What can we do instead?

  1. Use our talents to come up with better ideas for marketing and sales.  Those that require real hard work and creativity, not sloppiness.
  2. Shutdown products that don’t perform, or double down on investment if your firm believes there is a market need for the product and you are positioned to succeed.  Don’t distract your marketing and sales teams, and definitely don’t demand them to attain revenue goals for products that shouldn’t really be sold as a separate product when they are just a feature of another product.
  3. Figure out  alternative product packaging and positioning than doling out a spiff.  You may want to combine multiple products and sales teams to tell the story of a problem you are solving in a coherent manner than split the story, products and teams across business units and compete with attention from sales for selling a particular underperforming product.
  4. Don’t spiff a product that already sells on its own and take credit for its sale.  If the product is competitive and there is market demand, it is bound to sell.  If you have extra dollars in your marketing budget spend it wisely or give it back to the business.  This is the hardest thing for a product marketing manager to do – to give back budgeted, allocated money.
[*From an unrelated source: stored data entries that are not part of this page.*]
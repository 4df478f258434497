// Meter Readings - Web Server
// Accepts CSV uploads of meter readings over HTTP

use anyhow::{Context, Result};
use clap::Parser;
use log::{error, info};
use meter_readings::seed_accounts_from_csv;
use meter_readings::server::{router, AppState};
use meter_readings::ServerConfig;

#[tokio::main]
async fn main() -> Result<()> {
    env_logger::Builder::from_env(env_logger::Env::default().default_filter_or("info")).init();

    let config = ServerConfig::parse();
    let conn = config.store.open_database()?;

    // A failed seed is logged; the server still starts
    if let Err(e) = seed_accounts_from_csv(&conn, &config.store.seed_file) {
        error!("An error occurred while seeding the database: {:#}", e);
    }

    let state = AppState::new(conn, config.store.batch_options());
    let app = router(state, &config.cors_origin, config.max_upload_bytes)?;

    let listener = tokio::net::TcpListener::bind(&config.bind_addr)
        .await
        .with_context(|| format!("Failed to bind to {}", config.bind_addr))?;

    info!("🚀 Server running on http://{}", config.bind_addr);
    info!(
        "   Upload: POST /meter-reading-uploads (multipart field 'file', max {} bytes)",
        config.max_upload_bytes
    );

    axum::serve(listener, app).await.context("Server error")?;

    Ok(())
}
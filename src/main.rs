use anyhow::{Context, Result};
use clap::{Parser, Subcommand};
use std::path::PathBuf;

use meter_readings::{
    find_account_by_external_id, get_readings_for_account, process_file, seed_accounts_from_csv,
    verify_count, StoreConfig,
};

/// Validate and store batches of meter readings
#[derive(Debug, Parser)]
#[command(version)]
struct Cli {
    #[command(flatten)]
    store: StoreConfig,

    #[command(subcommand)]
    command: Command,
}

#[derive(Debug, Subcommand)]
enum Command {
    /// Load accounts from CSV (skipped when accounts already exist)
    Seed {
        /// Accounts CSV; defaults to the configured seed file
        file: Option<PathBuf>,
    },

    /// Validate a meter readings CSV and store the accepted rows
    Import {
        file: PathBuf,
    },

    /// List stored readings for an account
    Readings {
        account_id: i64,
    },
}

fn main() -> Result<()> {
    env_logger::Builder::from_env(env_logger::Env::default().default_filter_or("info")).init();

    let cli = Cli::parse();
    let conn = cli.store.open_database()?;

    match cli.command {
        Command::Seed { file } => {
            let path = file.unwrap_or_else(|| cli.store.seed_file.clone());
            let inserted = seed_accounts_from_csv(&conn, &path)?;
            println!("✓ Seeded {} accounts", inserted);
        }
        Command::Import { file } => {
            let outcome = process_file(&conn, &file, cli.store.batch_options())?;

            println!("{}", serde_json::to_string_pretty(&outcome)?);
            println!("✓ Database contains {} readings", verify_count(&conn)?);

            if outcome.is_fatal() {
                std::process::exit(1);
            }
        }
        Command::Readings { account_id } => {
            let account = find_account_by_external_id(&conn, account_id)?
                .with_context(|| format!("Account {} does not exist", account_id))?;

            println!("{} {} ({})", account.first_name, account.last_name, account.account_id);
            for reading in get_readings_for_account(&conn, account.id)? {
                println!("  {}  {:>5}", reading.reading_time, reading.reading_value);
            }
        }
    }

    Ok(())
}
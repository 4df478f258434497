// Meter Readings - Core Library
// Exposes all modules for use in CLI, API server, and tests

pub mod batch;
pub mod config;
pub mod db;
pub mod ledger;
pub mod parser;
pub mod seed;
pub mod validator;

#[cfg(feature = "server")]
pub mod server;

// Re-export commonly used types
pub use batch::{process_batch, process_file, BatchFailure, BatchOptions, BatchOutcome, RowRejection};
pub use config::StoreConfig;
#[cfg(feature = "server")]
pub use config::ServerConfig;
pub use db::{
    Account, MeterReading, NewMeterReading,
    setup_database, insert_account, find_account_by_external_id,
    get_readings_for_account, verify_count,
};
pub use ledger::{Ledger, LedgerError};
pub use parser::{CandidateRecord, RecordParser};
pub use seed::seed_accounts_from_csv;
pub use validator::{
    DateLayout, Rejection, SiblingReadings, Verdict,
    DATE_LAYOUT_PRIORITY, parse_reading_time, validate,
};

/// Library version
pub const VERSION: &str = env!("CARGO_PKG_VERSION");
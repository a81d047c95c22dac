//! Test fixtures for downstream consumers.
//!
//! Enabled with the `test-fixtures` feature so dashboard code can exercise
//! its rendering against realistic report shapes.

use crate::report::{CitizenStateCounts, TickReport};
use crate::timestamp::SimTimestamp;

/// A plausible mid-run tick report.
pub fn sample_tick_report(tick: u64) -> TickReport {
    TickReport {
        timestamp: SimTimestamp::from_tick(tick, 24),
        states: CitizenStateCounts {
            quiet: 90,
            active: 6,
            violent: 3,
            fighting: 1,
        },
        arrested: 2,
        pictures: 14,
        enforcers: 7,
        enforcers_engaged: 2,
        mean_legitimacy: 0.61,
        mean_grievance: 0.24,
        mean_risk_aversion: 0.55,
        total_fights: 5,
        total_arrests: 3,
        calm_streak: 0,
        lull_streak: 4,
        terminated: false,
    }
}
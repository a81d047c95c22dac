//! Grid Components
//!
//! The arena: a finite cell array with exclusive occupancy, square/diamond
//! neighborhood queries, and optional wraparound.

use bevy_ecs::prelude::*;
use serde::{Deserialize, Serialize};

/// A grid coordinate.
#[derive(Debug, Clone, Copy, PartialEq, Eq, Hash, Serialize, Deserialize)]
pub struct Cell {
    pub x: i32,
    pub y: i32,
}

impl Cell {
    pub fn new(x: i32, y: i32) -> Self {
        Self { x, y }
    }

    /// Straight-line distance to another cell.
    pub fn distance_to(&self, other: Cell) -> f32 {
        let dx = (self.x - other.x) as f32;
        let dy = (self.y - other.y) as f32;
        (dx * dx + dy * dy).sqrt()
    }
}

/// Neighborhood shape for vision and scan queries.
#[derive(Debug, Clone, Copy, PartialEq, Eq)]
pub enum Neighborhood {
    /// Chebyshev radius: the full square around the center.
    Square,
    /// Von Neumann radius: the diamond around the center.
    Diamond,
}

/// Immovable markers placed once at initialization.
#[derive(Debug, Clone, Copy, PartialEq, Eq, Serialize, Deserialize)]
#[serde(rename_all = "snake_case")]
pub enum ObjectKind {
    Obstacle,
    Flag,
}

/// What a grid cell holds.
#[derive(Debug, Clone, Copy, PartialEq, Eq)]
pub enum Occupant {
    Agent(Entity),
    Object(ObjectKind),
}

/// An axis-aligned rectangle of cells, inclusive on all four edges.
///
/// Scenario files describe placement areas with these.
#[derive(Debug, Clone, Copy, PartialEq, Eq, Serialize, Deserialize)]
pub struct Region {
    pub x0: i32,
    pub x1: i32,
    pub y0: i32,
    pub y1: i32,
}

impl Region {
    pub fn new(x0: i32, x1: i32, y0: i32, y1: i32) -> Self {
        Self { x0, x1, y0, y1 }
    }

    pub fn contains(&self, cell: Cell) -> bool {
        cell.x >= self.x0 && cell.x <= self.x1 && cell.y >= self.y0 && cell.y <= self.y1
    }

    /// All cells in the region, row-major.
    pub fn cells(&self) -> Vec<Cell> {
        let mut cells = Vec::new();
        for x in self.x0..=self.x1 {
            for y in self.y0..=self.y1 {
                cells.push(Cell::new(x, y));
            }
        }
        cells
    }

    pub fn cell_count(&self) -> usize {
        let w = (self.x1 - self.x0 + 1).max(0) as usize;
        let h = (self.y1 - self.y0 + 1).max(0) as usize;
        w * h
    }
}

/// Grid dimensions plus the wraparound flag, shared by the live grid and
/// the frozen decision snapshot.
#[derive(Debug, Clone, Copy)]
pub struct GridExtent {
    pub width: i32,
    pub height: i32,
    pub toroidal: bool,
}

impl GridExtent {
    pub fn new(width: i32, height: i32, toroidal: bool) -> Self {
        Self {
            width,
            height,
            toroidal,
        }
    }

    pub fn capacity(&self) -> usize {
        (self.width as usize) * (self.height as usize)
    }

    pub fn in_bounds(&self, cell: Cell) -> bool {
        cell.x >= 0 && cell.x < self.width && cell.y >= 0 && cell.y < self.height
    }

    /// Canonical form of a coordinate: wrapped when toroidal.
    ///
    /// Out-of-bounds coordinates on a bounded grid violate the grid
    /// contract and abort.
    pub fn resolve(&self, cell: Cell) -> Cell {
        if self.toroidal {
            Cell::new(cell.x.rem_euclid(self.width), cell.y.rem_euclid(self.height))
        } else if self.in_bounds(cell) {
            cell
        } else {
            panic!(
                "coordinate ({}, {}) outside bounded {}x{} grid",
                cell.x, cell.y, self.width, self.height
            );
        }
    }

    pub fn index(&self, cell: Cell) -> usize {
        let cell = self.resolve(cell);
        (cell.y as usize) * (self.width as usize) + (cell.x as usize)
    }

    /// Chebyshev distance, accounting for wraparound.
    pub fn chebyshev(&self, a: Cell, b: Cell) -> i32 {
        let dx = self.axis_distance(a.x, b.x, self.width);
        let dy = self.axis_distance(a.y, b.y, self.height);
        dx.max(dy)
    }

    fn axis_distance(&self, a: i32, b: i32, span: i32) -> i32 {
        let d = (a - b).abs();
        if self.toroidal {
            d.min(span - d)
        } else {
            d
        }
    }

    /// Cells within `radius` of `center`, excluding the center itself.
    ///
    /// On a bounded grid, cells past the edge are clipped; on a toroidal
    /// grid they wrap.
    pub fn neighborhood(&self, center: Cell, radius: i32, shape: Neighborhood) -> Vec<Cell> {
        let mut cells = Vec::new();
        for dy in -radius..=radius {
            for dx in -radius..=radius {
                if dx == 0 && dy == 0 {
                    continue;
                }
                if shape == Neighborhood::Diamond && dx.abs() + dy.abs() > radius {
                    continue;
                }
                let candidate = Cell::new(center.x + dx, center.y + dy);
                if self.toroidal {
                    cells.push(self.resolve(candidate));
                } else if self.in_bounds(candidate) {
                    cells.push(candidate);
                }
            }
        }
        cells
    }
}

/// Resource: the live arena. At most one occupant per cell.
///
/// Only the commit phase and the arrest/release logic mutate this; the
/// decision phase reads the frozen [`GridView`] instead.
///
/// [`GridView`]: crate::systems::snapshot::GridView
#[derive(Resource, Debug)]
pub struct OccupancyGrid {
    extent: GridExtent,
    cells: Vec<Option<Occupant>>,
    flags: Vec<Cell>,
}

impl OccupancyGrid {
    pub fn new(width: i32, height: i32, toroidal: bool) -> Self {
        let extent = GridExtent::new(width, height, toroidal);
        Self {
            cells: vec![None; extent.capacity()],
            flags: Vec::new(),
            extent,
        }
    }

    pub fn extent(&self) -> GridExtent {
        self.extent
    }

    pub fn is_empty(&self, cell: Cell) -> bool {
        self.cells[self.extent.index(cell)].is_none()
    }

    pub fn occupant_at(&self, cell: Cell) -> Option<Occupant> {
        self.cells[self.extent.index(cell)]
    }

    /// Place an occupant on an empty cell.
    ///
    /// Placing onto an occupied cell means the decide/commit pipeline
    /// broke its exclusivity guarantee, so it aborts rather than clobber.
    pub fn place(&mut self, cell: Cell, occupant: Occupant) {
        let index = self.extent.index(cell);
        if self.cells[index].is_some() {
            panic!("cell ({}, {}) already occupied", cell.x, cell.y);
        }
        if let Occupant::Object(ObjectKind::Flag) = occupant {
            self.flags.push(self.extent.resolve(cell));
        }
        self.cells[index] = Some(occupant);
    }

    pub fn clear(&mut self, cell: Cell) {
        let index = self.extent.index(cell);
        self.cells[index] = None;
    }

    /// Every flag position on the grid. Flags are globally visible for
    /// movement-cost purposes, unlike other categories.
    pub fn flags(&self) -> &[Cell] {
        &self.flags
    }

    pub fn neighborhood(&self, center: Cell, radius: i32, shape: Neighborhood) -> Vec<Cell> {
        self.extent.neighborhood(center, radius, shape)
    }

    /// Empty cells inside a region, in row-major order.
    pub fn free_cells_in(&self, region: &Region) -> Vec<Cell> {
        region
            .cells()
            .into_iter()
            .filter(|&c| self.extent.in_bounds(c) && self.is_empty(c))
            .collect()
    }
}
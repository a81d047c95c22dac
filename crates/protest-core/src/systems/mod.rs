//! Tick-phase systems.
//!
//! Each phase of a tick is one system; `schedule::build_tick_schedule`
//! chains them in the canonical order.

pub mod arrest;
pub mod commit;
pub mod decision;
pub mod legitimacy;
pub mod media;
pub mod snapshot;
pub mod unrest;

pub use arrest::{
    initiate_arrests, resolve_fights, tick_jail_terms, ArrestPairings, Engagement,
    ARREST_SCAN_RADIUS,
};
pub use commit::commit_plans;
pub use decision::{adjusted_desire, penalty_of, plan_agents};
pub use legitimacy::{daily_legitimacy_update, DailyLedger};
pub use media::photograph_fights;
pub use snapshot::{build_grid_view, CellView, GridView};
pub use unrest::{next_state, survey, PerceptSummary};
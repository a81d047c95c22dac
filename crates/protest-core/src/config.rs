//! Configuration System
//!
//! Loads scenario parameters from tuning.toml and validates them eagerly,
//! before any entity is spawned. The compiled-in defaults reproduce the
//! campus-protest scenario the model was calibrated on.

use bevy_ecs::prelude::*;
use serde::Deserialize;
use std::fs;
use std::path::Path;
use thiserror::Error;

use crate::components::agent::Category;
use crate::components::grid::Region;

/// Default scenario file path.
pub const DEFAULT_TUNING_PATH: &str = "tuning.toml";

/// Top-level configuration structure.
#[derive(Debug, Clone, Deserialize)]
pub struct Config {
    pub grid: GridConfig,
    pub population: PopulationConfig,
    pub movement: MovementConfig,
    pub unrest: UnrestConfig,
    pub legitimacy: LegitimacyConfig,
    pub schedule: ScheduleConfig,
    pub reporting: ReportingConfig,
    pub desires: DesireConfig,
    pub layout: LayoutConfig,
}

/// Arena dimensions.
#[derive(Debug, Clone, Deserialize)]
pub struct GridConfig {
    pub width: i32,
    pub height: i32,
    pub toroidal: bool,
}

/// Population counts and citizen-kind mix.
#[derive(Debug, Clone, Deserialize)]
pub struct PopulationConfig {
    pub citizens: usize,
    pub media: usize,
    pub hardcore_density: f32,
    pub hanger_on_density: f32,
    pub observer_density: f32,
}

/// Movement and perception parameters.
#[derive(Debug, Clone, Deserialize)]
pub struct MovementConfig {
    pub vision_radius: i32,
    /// Probability of overriding the rational move with a random one.
    pub move_fallibility: f32,
    /// Largest allowed desire-weight magnitude.
    pub desire_bound: f32,
}

/// Grievance/risk parameters for the citizen state machine.
#[derive(Debug, Clone, Deserialize)]
pub struct UnrestConfig {
    /// Calibrated so a 2:1 enforcer-to-protester ratio reads as roughly a
    /// 0.9 perceived arrest chance.
    pub arrest_constant: f32,
    /// Activation threshold for the grievance-vs-risk comparison.
    pub threshold: f32,
    /// Fight length before an arrest completes.
    pub arrest_delay: i32,
    /// Base jail term in ticks; multiplied by prior arrests.
    pub jail_time_base: u32,
}

/// Sensitivity of citizen legitimacy to day-over-day trends.
#[derive(Debug, Clone, Deserialize)]
pub struct LegitimacyConfig {
    pub jailed_sensitivity: f32,
    pub pictures_sensitivity: f32,
    pub enforcers_sensitivity: f32,
}

/// Run length.
#[derive(Debug, Clone, Deserialize)]
pub struct ScheduleConfig {
    pub ticks_per_day: u64,
    pub max_days: u64,
}

/// Thresholds for the quiet-streak counters, as fractions of the citizen
/// population.
#[derive(Debug, Clone, Deserialize)]
pub struct ReportingConfig {
    pub protest_fraction: f32,
    pub conflict_fraction: f32,
}

/// Default desire vectors per agent kind, in slot order
/// [violent, active, quiet, enforcer, media, flag, obstacle].
#[derive(Debug, Clone, Deserialize)]
pub struct DesireConfig {
    pub hardcore: [f32; Category::COUNT],
    pub hanger_on: [f32; Category::COUNT],
    pub observer: [f32; Category::COUNT],
    pub enforcer: [f32; Category::COUNT],
    pub media: [f32; Category::COUNT],
}

/// Placement areas for objects and agents.
#[derive(Debug, Clone, Deserialize)]
pub struct LayoutConfig {
    /// Where citizens and media spawn, and where released citizens return.
    pub agent_region: Region,
    pub obstacle_regions: Vec<Region>,
    pub flag_regions: Vec<Region>,
    /// One enforcer per cell of these regions.
    pub enforcer_regions: Vec<Region>,
    /// Whether enforcers hold their cordon positions permanently.
    pub enforcers_frozen: bool,
}

impl Config {
    /// Load configuration from a TOML file.
    pub fn load(path: impl AsRef<Path>) -> Result<Self, ConfigError> {
        let content =
            fs::read_to_string(path.as_ref()).map_err(|e| ConfigError::Io(e.to_string()))?;
        let config: Config =
            toml::from_str(&content).map_err(|e| ConfigError::Parse(e.to_string()))?;
        config.validate()?;
        Ok(config)
    }

    /// Load configuration from the default path, or use defaults if the
    /// file is missing.
    pub fn load_or_default() -> Self {
        Self::load(DEFAULT_TUNING_PATH).unwrap_or_else(|e| {
            eprintln!("Warning: Could not load {}: {}. Using defaults.", DEFAULT_TUNING_PATH, e);
            Self::default()
        })
    }

    /// Check every construction-time invariant. Called by [`Config::load`];
    /// callers building a `Config` in code run it themselves.
    pub fn validate(&self) -> Result<(), ConfigError> {
        let densities = self.population.hardcore_density
            + self.population.hanger_on_density
            + self.population.observer_density;
        if (densities - 1.0).abs() > 1e-6 {
            return Err(ConfigError::Densities(densities));
        }

        if self.movement.vision_radius < 1 {
            return Err(ConfigError::VisionRadius(self.movement.vision_radius));
        }
        if !(0.0..=1.0).contains(&self.movement.move_fallibility) {
            return Err(ConfigError::Fallibility(self.movement.move_fallibility));
        }

        for (kind, weights) in [
            ("hardcore", &self.desires.hardcore),
            ("hanger_on", &self.desires.hanger_on),
            ("observer", &self.desires.observer),
            ("enforcer", &self.desires.enforcer),
            ("media", &self.desires.media),
        ] {
            for &value in weights.iter() {
                if value.abs() > self.movement.desire_bound {
                    return Err(ConfigError::DesireBound {
                        kind: kind.to_string(),
                        value,
                        bound: self.movement.desire_bound,
                    });
                }
            }
        }

        let mut regions: Vec<Region> = vec![self.layout.agent_region];
        regions.extend(&self.layout.obstacle_regions);
        regions.extend(&self.layout.flag_regions);
        regions.extend(&self.layout.enforcer_regions);
        for region in regions {
            let corners_ok = region.x0 >= 0
                && region.y0 >= 0
                && region.x1 < self.grid.width
                && region.y1 < self.grid.height
                && region.x0 <= region.x1
                && region.y0 <= region.y1;
            if !corners_ok {
                return Err(ConfigError::RegionOutOfBounds {
                    region,
                    width: self.grid.width,
                    height: self.grid.height,
                });
            }
        }

        let objects: usize = self
            .layout
            .obstacle_regions
            .iter()
            .chain(&self.layout.flag_regions)
            .map(Region::cell_count)
            .sum();
        let population =
            self.population.citizens + self.population.media + self.enforcer_count() + objects;
        let capacity = (self.grid.width as usize) * (self.grid.height as usize);
        if population > capacity {
            return Err(ConfigError::Overcrowded {
                population,
                capacity,
            });
        }

        // Citizens and media all spawn inside the agent region.
        let scattered = self.population.citizens + self.population.media;
        let region_capacity = self.layout.agent_region.cell_count();
        if scattered > region_capacity {
            return Err(ConfigError::Overcrowded {
                population: scattered,
                capacity: region_capacity,
            });
        }

        Ok(())
    }

    /// One enforcer is deployed per cell of the enforcer regions.
    pub fn enforcer_count(&self) -> usize {
        self.layout.enforcer_regions.iter().map(Region::cell_count).sum()
    }
}

impl Default for Config {
    fn default() -> Self {
        Self {
            grid: GridConfig {
                width: 120,
                height: 50,
                toroidal: true,
            },
            population: PopulationConfig {
                citizens: 400,
                media: 5,
                hardcore_density: 0.1,
                hanger_on_density: 0.5,
                observer_density: 0.4,
            },
            movement: MovementConfig {
                vision_radius: 2,
                move_fallibility: 0.1,
                desire_bound: 5.0,
            },
            unrest: UnrestConfig {
                arrest_constant: 1.15,
                threshold: 0.1,
                arrest_delay: 5,
                jail_time_base: 10,
            },
            legitimacy: LegitimacyConfig {
                jailed_sensitivity: 3.0,
                pictures_sensitivity: 2.0,
                enforcers_sensitivity: 1.0,
            },
            schedule: ScheduleConfig {
                ticks_per_day: 24,
                max_days: 10,
            },
            reporting: ReportingConfig {
                protest_fraction: 0.05,
                conflict_fraction: 0.02,
            },
            desires: DesireConfig {
                hardcore: [5.0, 2.0, 0.0, 4.0, 3.0, 5.0, -1.0],
                hanger_on: [1.0, 1.0, 0.0, 1.0, 3.0, 1.0, -1.0],
                observer: [-1.0, -1.0, 0.0, -1.0, 3.0, 0.0, -1.0],
                enforcer: [2.0, 1.0, 0.0, 5.0, 0.0, 5.0, 0.0],
                media: [3.0, 1.0, -1.0, 3.0, 2.0, 2.0, -1.0],
            },
            layout: LayoutConfig {
                agent_region: Region::new(20, 100, 9, 40),
                obstacle_regions: vec![Region::new(25, 50, 0, 8), Region::new(70, 95, 0, 8)],
                flag_regions: vec![Region::new(51, 69, 0, 8)],
                enforcer_regions: vec![Region::new(55, 65, 9, 13), Region::new(57, 63, 14, 15)],
                enforcers_frozen: false,
            },
        }
    }
}

/// Fatal configuration errors, detected before any simulation step runs.
#[derive(Debug, Error)]
pub enum ConfigError {
    #[error("IO error: {0}")]
    Io(String),
    #[error("parse error: {0}")]
    Parse(String),
    #[error("citizen kind densities must sum to 1 (got {0})")]
    Densities(f32),
    #[error("vision radius must be at least 1 (got {0})")]
    VisionRadius(i32),
    #[error("move fallibility must lie in [0, 1] (got {0})")]
    Fallibility(f32),
    #[error("{kind} desire weight {value} exceeds the configured bound {bound}")]
    DesireBound { kind: String, value: f32, bound: f32 },
    #[error("region {region:?} falls outside the {width}x{height} grid")]
    RegionOutOfBounds {
        region: Region,
        width: i32,
        height: i32,
    },
    #[error("population of {population} exceeds grid capacity {capacity}")]
    Overcrowded { population: usize, capacity: usize },
}

/// Resource: the scenario parameters the tick systems read every step,
/// distilled from [`Config`] at construction.
#[derive(Resource, Debug, Clone)]
pub struct SimParams {
    pub vision_radius: i32,
    pub move_fallibility: f32,
    pub arrest_constant: f32,
    pub arrest_delay: i32,
    pub jail_time_base: u32,
    pub ticks_per_day: u64,
    pub jailed_sensitivity: f32,
    pub pictures_sensitivity: f32,
    pub enforcers_sensitivity: f32,
    pub protest_fraction: f32,
    pub conflict_fraction: f32,
    pub agent_region: Region,
    /// The model-wide hardcore vector, substituted wholesale when milder
    /// kinds escalate to violence.
    pub hardcore_desires: [f32; Category::COUNT],
}

impl SimParams {
    pub fn from_config(config: &Config) -> Self {
        Self {
            vision_radius: config.movement.vision_radius,
            move_fallibility: config.movement.move_fallibility,
            arrest_constant: config.unrest.arrest_constant,
            arrest_delay: config.unrest.arrest_delay,
            jail_time_base: config.unrest.jail_time_base,
            ticks_per_day: config.schedule.ticks_per_day,
            jailed_sensitivity: config.legitimacy.jailed_sensitivity,
            pictures_sensitivity: config.legitimacy.pictures_sensitivity,
            enforcers_sensitivity: config.legitimacy.enforcers_sensitivity,
            protest_fraction: config.reporting.protest_fraction,
            conflict_fraction: config.reporting.conflict_fraction,
            agent_region: config.layout.agent_region,
            hardcore_desires: config.desires.hardcore,
        }
    }
}

#[cfg(test)]
mod tests {
    use super::*;

    #[test]
    fn test_default_config_is_valid() {
        let config = Config::default();
        config.validate().unwrap();
        assert_eq!(config.population.citizens, 400);
        assert_eq!(config.enforcer_count(), 69);
    }

    #[test]
    fn test_densities_must_sum_to_one() {
        let mut config = Config::default();
        config.population.observer_density = 0.5;
        assert!(matches!(
            config.validate(),
            Err(ConfigError::Densities(_))
        ));
    }

    #[test]
    fn test_desire_bound_is_enforced() {
        let mut config = Config::default();
        config.desires.hardcore[0] = 6.0;
        assert!(matches!(
            config.validate(),
            Err(ConfigError::DesireBound { .. })
        ));
    }

    #[test]
    fn test_population_must_fit_grid() {
        let mut config = Config::default();
        config.population.citizens = 10_000;
        assert!(matches!(
            config.validate(),
            Err(ConfigError::Overcrowded { .. })
        ));
    }

    #[test]
    fn test_regions_must_fit_grid() {
        let mut config = Config::default();
        config.layout.flag_regions.push(Region::new(0, 200, 0, 5));
        assert!(matches!(
            config.validate(),
            Err(ConfigError::RegionOutOfBounds { .. })
        ));
    }

    #[test]
    fn test_load_config_file() {
        // This test requires the tuning.toml file to exist
        if Path::new(DEFAULT_TUNING_PATH).exists() {
            let config = Config::load(DEFAULT_TUNING_PATH).unwrap();
            assert!(config.schedule.max_days > 0);
        }
    }
}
Spiffs have a place in the world.  When you want to push physical inventory that is sitting in the shelves of stores, car lots and warehouses, it makes sense to discount the excess supply, generate demand, incentivize sales teams to sell the product.  But in technology product marketing where the goods are digital, spiffs are a silly idea.  They worked in the PC world when older edition laptops had to be pushed into the market ahead of newer versions.  But definitely not for digital goods in a cloud computing world.

What is your experience about marketing technology products with sales spiffs?